Ace 1: Iran has largely closed the Strait of Hormuz, the narrow waterway that normally carries 20 per cent of the world’s oil and liquid natural gas. Uncorking this bottle is, for the moment, beyond the capabilities of the U.S. military.

Ace 2: Little oil or gas moving through the Strait means higher global oil and gas prices. Iran’s geography gives it the ability to wage economic war against the U.S., and the entire world.

Ace 3: Iran has asymmetric weapons – missiles and especially cheap drones – to hit the six Arab states on the other side of the Persian Gulf, and their oil and gas infrastructure. That gives Iran a second chokepoint on global energy.

Ace 4: The U.S. public has no patience for a long war, or a war costly in blood and treasure. Mr. Trump is even more impatient. But for Tehran, the longer the conflict lasts, the better.

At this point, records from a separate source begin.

#![forbid(unsafe_code)]

//! Timeline geometry: minute ↔ pixel mapping and block rectangles.

use serde::{Deserialize, Serialize};

use crate::interval::Segment;
use crate::time::MINUTES_PER_DAY;

/// A block rectangle in timeline content coordinates (pixels, origin at
/// the top-left of the 00:00 row, lane 0).
#[derive(Debug, Clone, Copy, PartialEq, Default, Serialize, Deserialize)]
pub struct BlockRect {
    /// Left edge.
    pub x: f64,
    /// Top edge.
    pub y: f64,
    /// Width.
    pub width: f64,
    /// Height.
    pub height: f64,
}

impl BlockRect {
    /// Create a new rectangle.
    #[inline]
    #[must_use]
    pub const fn new(x: f64, y: f64, width: f64, height: f64) -> Self {
        Self {
            x,
            y,
            width,
            height,
        }
    }

    /// Right edge (exclusive).
    #[inline]
    #[must_use]
    pub fn right(&self) -> f64 {
        self.x + self.width
    }

    /// Bottom edge (exclusive).
    #[inline]
    #[must_use]
    pub fn bottom(&self) -> f64 {
        self.y + self.height
    }

    /// Check if a point is inside the rectangle.
    #[inline]
    #[must_use]
    pub fn contains(&self, x: f64, y: f64) -> bool {
        x >= self.x && x < self.right() && y >= self.y && y < self.bottom()
    }
}

/// Pixel scale of the timeline axis supplied by the viewport host.
#[derive(Debug, Clone, Copy, PartialEq, Serialize, Deserialize)]
pub struct TimelineMetrics {
    /// Vertical pixels per hour.
    pub hour_height: f64,
    /// Width of one lane column.
    pub lane_width: f64,
    /// Horizontal gap between lane columns.
    pub lane_gap: f64,
}

impl Default for TimelineMetrics {
    fn default() -> Self {
        Self {
            hour_height: 60.0,
            lane_width: 120.0,
            lane_gap: 4.0,
        }
    }
}

impl TimelineMetrics {
    /// Create metrics from the three scale parameters.
    #[must_use]
    pub const fn new(hour_height: f64, lane_width: f64, lane_gap: f64) -> Self {
        Self {
            hour_height,
            lane_width,
            lane_gap,
        }
    }

    /// Horizontal distance between the left edges of adjacent lanes.
    #[inline]
    #[must_use]
    pub fn lane_stride(&self) -> f64 {
        self.lane_width + self.lane_gap
    }

    /// Pixels per minute.
    #[inline]
    #[must_use]
    pub fn minute_height(&self) -> f64 {
        self.hour_height / 60.0
    }

    /// Vertical offset of a day-relative minute.
    #[inline]
    #[must_use]
    pub fn y_for_minute(&self, minute: f64) -> f64 {
        minute * self.minute_height()
    }

    /// Day-relative minute at a vertical offset, unclamped.
    ///
    /// Returns 0 for a degenerate (non-positive) hour height.
    #[must_use]
    pub fn minute_for_y(&self, y: f64) -> f64 {
        if self.hour_height <= 0.0 {
            return 0.0;
        }
        y / self.hour_height * 60.0
    }

    /// Total height of the 24-hour axis.
    #[must_use]
    pub fn content_height(&self) -> f64 {
        self.y_for_minute(MINUTES_PER_DAY as f64)
    }

    /// Left edge of a lane column.
    #[inline]
    #[must_use]
    pub fn lane_x(&self, lane: u16) -> f64 {
        f64::from(lane) * self.lane_stride()
    }

    /// Total width occupied by `lane_count` columns (no trailing gap).
    #[must_use]
    pub fn content_width(&self, lane_count: u16) -> f64 {
        if lane_count == 0 {
            return 0.0;
        }
        f64::from(lane_count) * self.lane_width + f64::from(lane_count - 1) * self.lane_gap
    }

    /// Rectangle at which a laid-out segment is drawn.
    #[must_use]
    pub fn block_rect(&self, segment: &Segment) -> BlockRect {
        let y = self.y_for_minute(f64::from(segment.display_start));
        let height = self.y_for_minute(f64::from(segment.duration_minutes()));
        BlockRect::new(self.lane_x(segment.lane), y, self.lane_width, height)
    }
}
//! End-to-end commit scenarios: layout, commit, apply through the store, and
//! lay out again.

use chrono::{Duration, NaiveDate, NaiveDateTime};
use dayplan_core::{DayWindow, Item, ItemId, TimelineMetrics};
use dayplan_layout::{
    ItemStore, LaneLayout, LaneResolution, MutationEngine, TimelineConfig, VecStore,
};

fn day() -> DayWindow {
    DayWindow::for_date(NaiveDate::from_ymd_opt(2024, 3, 4).unwrap())
}

fn hm(h: i64, m: i64) -> NaiveDateTime {
    day().start() + Duration::minutes(h * 60 + m)
}

struct Planner {
    store: VecStore,
    lanes: LaneLayout,
    engine: MutationEngine,
}

impl Planner {
    fn new(items: Vec<Item>) -> Self {
        let config = TimelineConfig::default();
        Self {
            store: VecStore::new(items),
            lanes: LaneLayout::new(config),
            engine: MutationEngine::new(config, day()),
        }
    }

    fn lane_of(&self, id: u64) -> u16 {
        self.lanes
            .compute(self.store.items(), &day())
            .lane_of(ItemId(id))
            .expect("item is laid out")
    }

    fn lane_change(&mut self, id: u64, lane: u16) -> LaneResolution {
        let current = self.lanes.compute(self.store.items(), &day());
        let commit = self
            .engine
            .commit_lane_change(self.store.items(), &current, ItemId(id), lane);
        self.store.apply(&commit.patch);
        commit.resolution
    }
}

#[test]
fn swap_twice_restores_lanes() {
    let mut planner = Planner::new(vec![
        Item::new(ItemId(1), hm(9, 0), hm(10, 0)),
        Item::new(ItemId(2), hm(9, 30), hm(10, 30)).with_lane_hint(1),
    ]);
    assert_eq!((planner.lane_of(1), planner.lane_of(2)), (0, 1));

    assert_eq!(
        planner.lane_change(1, 1),
        LaneResolution::Swapped { with: ItemId(2) }
    );
    assert_eq!((planner.lane_of(1), planner.lane_of(2)), (1, 0));

    assert_eq!(
        planner.lane_change(1, 0),
        LaneResolution::Swapped { with: ItemId(2) }
    );
    assert_eq!((planner.lane_of(1), planner.lane_of(2)), (0, 1));
    assert_eq!(planner.store.revision(), 2);
}

#[test]
fn dragging_into_a_busy_column_repacks_the_cluster() {
    let mut planner = Planner::new(vec![
        Item::new(ItemId(1), hm(9, 0), hm(12, 0)),
        Item::new(ItemId(2), hm(9, 0), hm(10, 0)).with_lane_hint(1),
        Item::new(ItemId(3), hm(10, 0), hm(11, 0)).with_lane_hint(1),
        Item::new(ItemId(4), hm(15, 0), hm(16, 0)).with_lane_hint(1),
    ]);
    let resolution = planner.lane_change(1, 1);
    assert!(matches!(resolution, LaneResolution::Repacked { ref members } if members.len() == 3));
    assert_eq!(planner.lane_of(1), 1);
    assert_eq!(planner.lane_of(2), 0);
    assert_eq!(planner.lane_of(3), 0);
    // Item 4 is outside the cluster and keeps its hint.
    assert_eq!(planner.store.get(ItemId(4)).map(|i| i.lane_hint), Some(1));
}

#[test]
fn pointer_drag_end_to_end() {
    let metrics = TimelineMetrics::new(60.0, 100.0, 0.0);
    let mut planner = Planner::new(vec![
        Item::new(ItemId(1), hm(9, 0), hm(10, 0)),
        Item::new(ItemId(2), hm(9, 30), hm(10, 30)).with_lane_hint(1),
    ]);
    let current = planner.lanes.compute(planner.store.items(), &day());
    let origin = current.lane_of(ItemId(1)).unwrap();

    // 120 px right is one lane over; 31 px down snaps to 30 minutes.
    let preview = planner
        .engine
        .preview_move(120.0, 31.0, &metrics, origin, current.lane_count);
    assert_eq!(preview.minutes, 30);
    assert_eq!(preview.target_lane, 1);

    let commit = planner
        .engine
        .commit_drag(planner.store.items(), &current, ItemId(1), preview);
    planner.store.apply(&commit.patch);

    let moved = planner.store.get(ItemId(1)).unwrap();
    assert_eq!(moved.start, hm(9, 30));
    assert_eq!(moved.end, Some(hm(10, 30)));
    assert_eq!(planner.lane_of(1), 1);
    assert_eq!(planner.lane_of(2), 0);
}

#[test]
fn resize_never_drops_below_minimum() {
    let mut planner = Planner::new(vec![Item::new(ItemId(1), hm(9, 0), hm(10, 0))]);
    for _ in 0..5 {
        let commit = planner
            .engine
            .commit_resize(planner.store.items(), ItemId(1), -50);
        planner.store.apply(&commit.patch);
    }
    assert_eq!(planner.store.get(ItemId(1)).unwrap().end, Some(hm(9, 15)));
}

#[test]
fn moving_away_from_a_cluster_resets_to_lane_zero() {
    let mut planner = Planner::new(vec![
        Item::new(ItemId(1), hm(9, 0), hm(10, 0)),
        Item::new(ItemId(2), hm(9, 30), hm(10, 30)).with_lane_hint(1),
    ]);
    let commit = planner
        .engine
        .commit_move(planner.store.items(), ItemId(2), 180);
    assert_eq!(commit.resolution, LaneResolution::Normalized);
    planner.store.apply(&commit.patch);
    assert_eq!(planner.store.get(ItemId(2)).unwrap().lane_hint, 0);
    assert_eq!(planner.lane_of(2), 0);
}

#[test]
fn commit_serializes_for_persistence() {
    let planner = Planner::new(vec![Item::new(ItemId(5), hm(9, 0), hm(10, 0))]);
    let commit = planner
        .engine
        .commit_move(planner.store.items(), ItemId(5), 60);
    let json = serde_json::to_string(&commit).unwrap();
    let back: dayplan_layout::Commit = serde_json::from_str(&json).unwrap();
    assert_eq!(back, commit);
}
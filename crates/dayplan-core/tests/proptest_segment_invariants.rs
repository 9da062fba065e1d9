//! Property tests for interval normalization and block geometry.
//!
//! Arbitrary items (including ones far outside the displayed day, inverted,
//! or open-ended) must always normalize into a visible segment, and the
//! rectangles drawn for segments must agree with the segments' overlap.

use chrono::{Duration, NaiveDate, NaiveDateTime};
use dayplan_core::{
    DayWindow, Item, ItemId, MIN_SLIVER_MINUTES, MINUTES_PER_DAY, TimelineMetrics, normalize,
    snapped_minutes_for_dy,
};
use proptest::prelude::*;

fn day() -> DayWindow {
    DayWindow::for_date(NaiveDate::from_ymd_opt(2024, 3, 4).unwrap())
}

fn at(minute: i64) -> NaiveDateTime {
    day().start() + Duration::minutes(minute)
}

fn item_strategy() -> impl Strategy<Value = Item> {
    (
        -3_000i64..4_500,
        prop::option::of(-120i64..3_000),
        0u16..8,
    )
        .prop_map(|(start, len, hint)| {
            let item = match len {
                Some(len) => Item::new(ItemId(1), at(start), at(start + len)),
                None => Item::open_ended(ItemId(1), at(start)),
            };
            item.with_lane_hint(hint)
        })
}

proptest! {
    #[test]
    fn every_item_normalizes_to_a_visible_segment(item in item_strategy(), default in 0u32..240) {
        let seg = normalize(&item, &day(), default);
        prop_assert!(seg.display_start < seg.display_end);
        prop_assert!(i64::from(seg.display_end) <= MINUTES_PER_DAY);
        prop_assert!(seg.duration_minutes() >= 1);

        let raw_start = day().minutes_until(item.start);
        prop_assert_eq!(seg.clipped_start, raw_start < 0);
        if raw_start >= MINUTES_PER_DAY {
            prop_assert_eq!(seg.display_start, (MINUTES_PER_DAY as u16) - MIN_SLIVER_MINUTES);
        }
    }

    #[test]
    fn in_window_items_keep_exact_minutes(start in 0i64..1_380, len in 1i64..60) {
        let item = Item::new(ItemId(7), at(start), at(start + len));
        let seg = normalize(&item, &day(), 30);
        prop_assert_eq!(i64::from(seg.display_start), start);
        prop_assert_eq!(i64::from(seg.display_end), start + len);
        prop_assert!(!seg.clipped_start && !seg.clipped_end);
    }

    #[test]
    fn rects_intersect_iff_segments_overlap(
        a in item_strategy(),
        b in item_strategy(),
        lane_gap in 0.0f64..20.0,
    ) {
        let metrics = TimelineMetrics::new(60.0, 100.0, lane_gap);
        let sa = normalize(&a, &day(), 30);
        let sb = normalize(&b, &day(), 30);
        let ra = metrics.block_rect(&sa);
        let rb = metrics.block_rect(&sb);
        let vertical = ra.y < rb.bottom() && rb.y < ra.bottom();
        prop_assert_eq!(vertical, sa.overlaps(&sb));
    }

    #[test]
    fn snapped_delta_is_on_grid(dy in -2_000.0f64..2_000.0, snap in 1u32..60) {
        let minutes = snapped_minutes_for_dy(dy, &TimelineMetrics::default(), snap);
        prop_assert_eq!(minutes % i64::from(snap), 0);
    }
}
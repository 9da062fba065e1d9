#![forbid(unsafe_code)]

//! Item snapshots supplied by the item store.

use chrono::NaiveDateTime;
use serde::{Deserialize, Serialize};

use crate::time::add_minutes;

/// Stable identifier for an item.
///
/// Identity is owned by the item store; the engine never mints or re-uses ids.
#[derive(Debug, Clone, Copy, PartialEq, Eq, Hash, PartialOrd, Ord, Serialize, Deserialize)]
#[serde(transparent)]
pub struct ItemId(pub u64);

impl ItemId {
    /// Create an id from its raw value.
    #[must_use]
    pub const fn new(raw: u64) -> Self {
        Self(raw)
    }

    /// Raw numeric value.
    #[must_use]
    pub const fn get(self) -> u64 {
        self.0
    }
}

impl std::fmt::Display for ItemId {
    fn fmt(&self, f: &mut std::fmt::Formatter<'_>) -> std::fmt::Result {
        write!(f, "item#{}", self.0)
    }
}

/// A time-ranged activity as seen by the lane engine.
///
/// `kind` is an opaque tag for collaborators (rendering, editors). The engine
/// carries it through untouched and never branches on it.
#[derive(Debug, Clone, PartialEq, Eq, Serialize, Deserialize)]
pub struct Item {
    /// Stable identity.
    pub id: ItemId,
    /// Start timestamp.
    pub start: NaiveDateTime,
    /// Explicit end timestamp, if any.
    pub end: Option<NaiveDateTime>,
    /// Advisory preferred lane.
    #[serde(default)]
    pub lane_hint: u16,
    /// Opaque collaborator tag.
    #[serde(default, skip_serializing_if = "Option::is_none")]
    pub kind: Option<String>,
}

impl Item {
    /// Create an item with an explicit end.
    #[must_use]
    pub fn new(id: ItemId, start: NaiveDateTime, end: NaiveDateTime) -> Self {
        Self {
            id,
            start,
            end: Some(end),
            lane_hint: 0,
            kind: None,
        }
    }

    /// Create an open-ended item (end falls back to the default duration).
    #[must_use]
    pub fn open_ended(id: ItemId, start: NaiveDateTime) -> Self {
        Self {
            id,
            start,
            end: None,
            lane_hint: 0,
            kind: None,
        }
    }

    /// Set the lane hint (builder pattern).
    #[must_use]
    pub fn with_lane_hint(mut self, lane: u16) -> Self {
        self.lane_hint = lane;
        self
    }

    /// Set the opaque kind tag (builder pattern).
    #[must_use]
    pub fn with_kind(mut self, kind: impl Into<String>) -> Self {
        self.kind = Some(kind.into());
        self
    }

    /// End timestamp, substituting `start + default_duration_minutes` when
    /// no explicit end is set. Saturates at `NaiveDateTime::MAX`.
    #[must_use]
    pub fn effective_end(&self, default_duration_minutes: u32) -> NaiveDateTime {
        self.end
            .unwrap_or_else(|| add_minutes(self.start, i64::from(default_duration_minutes)))
    }
}
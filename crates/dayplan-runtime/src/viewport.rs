#![forbid(unsafe_code)]

//! The scroll container seam.

use dayplan_core::TimelineMetrics;

/// A vertically scrolling viewport over the timeline content.
pub trait ViewportHost {
    /// Current scroll offset in px.
    fn scroll_offset(&self) -> f64;

    /// Scroll to `offset` px. Hosts clamp to their own range.
    fn set_scroll_offset(&mut self, offset: f64);

    /// Visible height in px.
    fn viewport_height(&self) -> f64;

    /// Largest valid scroll offset in px.
    fn max_scroll_offset(&self) -> f64;
}

/// In-memory viewport with a fixed height and content height.
#[derive(Debug, Clone, Copy, PartialEq)]
pub struct FixedViewport {
    offset: f64,
    height: f64,
    content_height: f64,
}

impl FixedViewport {
    /// Viewport `height` px tall over `content_height` px of content.
    #[must_use]
    pub fn new(height: f64, content_height: f64) -> Self {
        Self {
            offset: 0.0,
            height: height.max(0.0),
            content_height: content_height.max(0.0),
        }
    }

    /// Viewport over a full 24-hour axis drawn with `metrics`.
    #[must_use]
    pub fn for_timeline(height: f64, metrics: &TimelineMetrics) -> Self {
        Self::new(height, metrics.content_height())
    }

    /// Start at `offset` (builder pattern).
    #[must_use]
    pub fn with_offset(mut self, offset: f64) -> Self {
        self.set_scroll_offset(offset);
        self
    }
}

impl ViewportHost for FixedViewport {
    fn scroll_offset(&self) -> f64 {
        self.offset
    }

    fn set_scroll_offset(&mut self, offset: f64) {
        if offset.is_finite() {
            self.offset = offset.clamp(0.0, self.max_scroll_offset());
        }
    }

    fn viewport_height(&self) -> f64 {
        self.height
    }

    fn max_scroll_offset(&self) -> f64 {
        (self.content_height - self.height).max(0.0)
    }
}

As pressures mount in war on Iran, Trump’s stated goals change often

When the war started, the White House pulled out a stopwatch. Iran pulled out a multiyear calendar.

None of this is a surprise. Tehran’s aces have been lying face-up on the table since forever. That’s why the Gulf states urged Washington against launching this war.

Now that Iran has begun to play its cards, it is Mr. Trump – and not whoever exactly is in charge in Tehran – who has blinked.

The President said last Saturday that unless Iran reopened the Strait of Hormuz to tanker traffic within 48 hours, he would destroy Iran’s electric power plants. But on Monday morning, with the Strait still closed, Mr. Trump made a surprise announcement that excellent progress was being made on negotiations for “a complete and total resolution” of the war. And with diplomacy allegedly working, he postponed his ultimatum.

There may be some truth to Mr. Trump’s claim, but it’s not the whole story. Iranian Speaker of Parliament Mohammad-Bagher Ghalibaf said on social media on Monday that “no negotiations have been held” and that Mr. Trump was peddling “fake news” to lower oil prices and get himself out of a “quagmire.”

Talks may be able to achieve an end to the war, but that elides the question of what Iran is demanding from the U.S. – and what it will try to get Mr. Trump to impose on Israel – in return.

The U.S. is, implausibly, in the position of asking Iran to stop.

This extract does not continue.